Nevertheless, I cannot saunter or sit down among these memorials
without paying some attention to the lettering on them, and always with
greatest interest in those which time and weather and the corrosive
lichen have made illegible. The old stones that are no longer visited,
on which no fresh-gathered flower is ever laid, which mark the last
resting-places of the men and women who were once the leading members
of the little rustic community, and are now forgotten for ever, whose
bones for a century past have been crumbling to dust. And the
children's children, and remoter descendants of these dead, where are
they? since one refuses to believe that they inhabit this land any
longer. Under what suns, then, by what mountains and what mighty
rivers, on what great green or sun-parched plains and in what roaring
cities in far-off continents? They have forgotten; they have no memory
nor tradition of these buried ones, nor perhaps even know the name of
this village where they lived and died. Yet we believe that something
from these same dead survives in them - something, too, of the place,
the village, the soil, an inherited memory and emotion. At all events
we know that, wheresoever they may be, that their soul is English
still, that they will hearken to their mother's voice when she calls
and come to her from the very ends of the earth.

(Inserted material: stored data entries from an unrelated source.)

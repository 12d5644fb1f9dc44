//! サイズクラス毎の探索ヒント.
//!
//! ここで保持される情報は全てメモリ上のみのもので、永続化はされない.
//! 破棄されても余分な探索が発生するだけで、割当結果の正しさには影響しない.
use std::cmp;

use super::size_class::{SizeClass, NUM_SIZE_CLASSES};

#[derive(Debug, Clone, Default)]
struct ClassHint {
    // このクラスに属する空きブロックの長さの上限(`None`なら不明).
    watermark: Option<u32>,
    skip: Option<Skip>,
}

#[derive(Debug, Clone, Copy)]
struct Skip {
    resume: usize,
    epoch: u64,
}

/// 各クラスのウォーターマーク(既知の最大空きブロック長)とスキップキャッシュ.
///
/// スキップキャッシュは「このクラスが空の場合には、どのクラスから探索を再開すれば良いか」を保持する.
/// キャッシュは、いずれかのクラスが空から非空に遷移する度に進むエポックで無効化される.
#[derive(Debug, Clone)]
pub(crate) struct ClassHints {
    hints: Vec<ClassHint>,
    epoch: u64,
}
impl ClassHints {
    pub fn new() -> Self {
        ClassHints {
            hints: vec![ClassHint::default(); NUM_SIZE_CLASSES],
            epoch: 0,
        }
    }

    pub fn epoch(&self) -> u64 {
        self.epoch
    }

    /// 新たにリングが作られた際に呼び出される.
    pub fn bump_epoch(&mut self) {
        self.epoch += 1;
    }

    /// `class`に長さ`len`以上の空きブロックが存在する可能性があるかどうか.
    pub fn may_contain(&self, class: SizeClass, len: u64) -> bool {
        self.hints[class.index()]
            .watermark
            .map_or(true, |w| len <= u64::from(w))
    }

    /// 空きブロックがリングに追加された際に、ウォーターマークを更新する.
    ///
    /// ウォーターマークが不明な場合には、不明のままとなる.
    pub fn raise_watermark(&mut self, class: SizeClass, len: u32) {
        if let Some(w) = self.hints[class.index()].watermark.as_mut() {
            *w = cmp::max(*w, len);
        }
    }

    /// リングを一周した結果、判明した最大長をウォーターマークとして設定する.
    pub fn set_watermark(&mut self, class: SizeClass, len: u32) {
        self.hints[class.index()].watermark = Some(len);
    }

    /// 有効なスキップキャッシュが存在すれば、探索を再開すべきクラスのインデックスを返す.
    ///
    /// 返り値が`NUM_SIZE_CLASSES`の場合は「どのクラスにも候補はない」を意味する.
    pub fn skip(&self, class: SizeClass) -> Option<usize> {
        self.hints[class.index()]
            .skip
            .filter(|s| s.epoch == self.epoch)
            .map(|s| s.resume)
    }

    pub fn set_skip(&mut self, class: SizeClass, resume: usize) {
        debug_assert!(resume <= NUM_SIZE_CLASSES);
        self.hints[class.index()].skip = Some(Skip {
            resume,
            epoch: self.epoch,
        });
    }
}

#[cfg(test)]
mod tests {
    use super::*;

    #[test]
    fn watermark_works() {
        let mut hints = ClassHints::new();
        let class = SizeClass::of(112);

        // 不明な間は常に候補となる
        assert!(hints.may_contain(class, 112));
        hints.raise_watermark(class, 104);
        assert!(hints.may_contain(class, 112));

        hints.set_watermark(class, 104);
        assert!(!hints.may_contain(class, 112));
        assert!(hints.may_contain(class, 104));

        hints.raise_watermark(class, 112);
        assert!(hints.may_contain(class, 112));
        hints.raise_watermark(class, 106);
        assert!(hints.may_contain(class, 112));
    }

    #[test]
    fn skip_cache_is_invalidated_by_epoch() {
        let mut hints = ClassHints::new();
        let class = SizeClass::of(24);
        assert_eq!(hints.skip(class), None);

        hints.set_skip(class, 40);
        assert_eq!(hints.skip(class), Some(40));
        assert_eq!(hints.epoch(), 0);

        hints.bump_epoch();
        assert_eq!(hints.skip(class), None);

        hints.set_skip(class, NUM_SIZE_CLASSES);
        assert_eq!(hints.skip(class), Some(NUM_SIZE_CLASSES));
    }
}
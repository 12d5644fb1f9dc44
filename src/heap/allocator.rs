//! Allocator.
//!
//! # 割当戦略
//!
//! 要求長が属するサイズクラスから上位のクラスに向かって、空ではないリングを順に探索する.
//! 各リングでは、要求長以上の長さを持つ最初の要素が選択される (first-fit).
//!
//! 選択された空きブロックは、余剰分が最小長以上であれば分割され、残りは再びリングに戻される.
//! 探索範囲内に適切なブロックが存在しない場合には、ファイル末尾(wilderness)を伸長して割当を行う.
use std::cmp;

use super::block::{Block, BlockOffset, WriteMode, MIN_BLOCK_SIZE};
use super::size_class::{SizeClass, NUM_SIZE_CLASSES};
use super::Heap;
use crate::nvm::NonVolatileMemory;
use crate::{ErrorKind, Result};

impl<N> Heap<N>
where
    N: NonVolatileMemory,
{
    /// 長さ`len`のブロックを割り当てる.
    pub(super) fn allocate_block(&mut self, len: u32) -> Result<Block> {
        let start = SizeClass::of(u64::from(len));
        let (found, stopped) = track!(self.find_free_block(start, len))?;
        self.hints.set_skip(start, stopped);
        match found {
            Some(free) => track!(self.carve(free, len)),
            None => track!(self.grow_wilderness(len)),
        }
    }

    /// 長さ`len`以上の空きブロックを探す.
    ///
    /// 返り値のタプルの二番目の値は、探索を終えたクラスのインデックス.
    fn find_free_block(&mut self, start: SizeClass, len: u32) -> Result<(Option<Block>, usize)> {
        let mut resume = start.index();
        if self.pools.head(start).is_none() {
            if let Some(skip) = self.hints.skip(start) {
                debug!(
                    self.logger,
                    "Skip cache hit";
                    "class" => start.index(),
                    "resume" => skip,
                    "epoch" => self.hints.epoch()
                );
                self.metrics.skip_cache_hits.increment();
                resume = skip;
            }
        }

        let end = cmp::min(resume + self.scan_limit, NUM_SIZE_CLASSES);
        for index in resume..end {
            let class = track_assert_some!(SizeClass::new(index), ErrorKind::InconsistentState);
            let head = match self.pools.head(class) {
                None => continue,
                Some(head) => head,
            };
            if !self.hints.may_contain(class, u64::from(len)) {
                continue;
            }
            if let Some(block) = track!(self.scan_ring(class, head, len))? {
                return Ok((Some(block), index));
            }
        }
        if end < NUM_SIZE_CLASSES {
            debug!(
                self.logger,
                "Scan window exhausted";
                "class" => start.index(),
                "resume" => resume,
                "end" => end
            );
        }
        Ok((None, end))
    }

    // リングを一周して、長さ`len`以上の最初の要素を探す.
    // 見つからなかった場合には、リング中の最大長をウォーターマークとして記録する.
    fn scan_ring(&mut self, class: SizeClass, head: BlockOffset, len: u32) -> Result<Option<Block>> {
        let max_members = (self.wilderness - BlockOffset::FIRST.as_u64()) / u64::from(MIN_BLOCK_SIZE);
        let mut largest = 0;
        let mut current = head;
        for _ in 0..max_members {
            let block = track!(self.read_block(current))?.block;
            self.metrics.scanned_blocks.increment();

            let (_, next) = track_assert_some!(
                block.ring(),
                ErrorKind::StorageCorrupted,
                "Ring member is not free: {:?}",
                block
            );
            if len <= block.len {
                return Ok(Some(block));
            }
            largest = cmp::max(largest, block.len);
            current = next;
            if current == head {
                self.hints.set_watermark(class, largest);
                return Ok(None);
            }
        }
        track_panic!(
            ErrorKind::StorageCorrupted,
            "Free ring does not return to its head: class={}, head={:?}",
            class.index(),
            head
        );
    }

    // 空きブロック`free`から、長さ`len`の割当済みブロックを切り出す.
    fn carve(&mut self, free: Block, len: u32) -> Result<Block> {
        track!(self.unlink_block(&free))?;

        let mode = if self.zero_fill {
            WriteMode::ZeroFilled
        } else {
            WriteMode::Full
        };
        let remainder = free.len - len;
        if remainder < MIN_BLOCK_SIZE {
            let block = Block::allocated(free.offset, free.len);
            track!(self.write_block(&block, mode))?;
            return Ok(block);
        }

        let block = Block::allocated(free.offset, len);
        track!(self.write_block(&block, mode))?;
        track!(self.link_block(block.end(), remainder))?;
        self.metrics.split_blocks.increment();
        Ok(block)
    }

    /// ファイル末尾を伸長して、長さ`len`の割当済みブロックを作る.
    pub(super) fn grow_wilderness(&mut self, len: u32) -> Result<Block> {
        let block = Block::allocated(BlockOffset::new(self.wilderness), len);
        track!(self.write_block(&block, WriteMode::ZeroFilled))?;
        self.wilderness = block.end().as_u64();
        self.metrics.count_extension(len, self.wilderness);
        debug!(
            self.logger,
            "Wilderness extended";
            "block_len" => len,
            "wilderness" => self.wilderness
        );
        Ok(block)
    }
}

As to the modern stones with inscriptions made so plain that you can
read them at a distance of twenty yards, one cultivates the art of not
seeing them, since if you look attentively at them and read the dull
formal inscription, the disgust you will experience at their extreme
ugliness will drive you from the spot, and so cause you to miss some
delicate loveliness lurking there, like a violet "half hidden from the
eye." But I need not go into this subject here, as I have had my say
about it in a well-known book - Hampshire Days.
The stones I look at are of the seventeenth, eighteenth and first half
of the nineteenth centuries, for even down to the fifties of last
century something of the old tradition lingered on, and not all the
stones were shaped and lettered in imitation of an auctioneer's
advertisement posted on a barn door.
In reading the old inscriptions, often deciphered with difficulty after
scraping away the moss and lichen, we occasionally discover one that
has the charm of quaintness, or which touches our heart or sense of
humour in such a way as to tempt us to copy it into a note-book.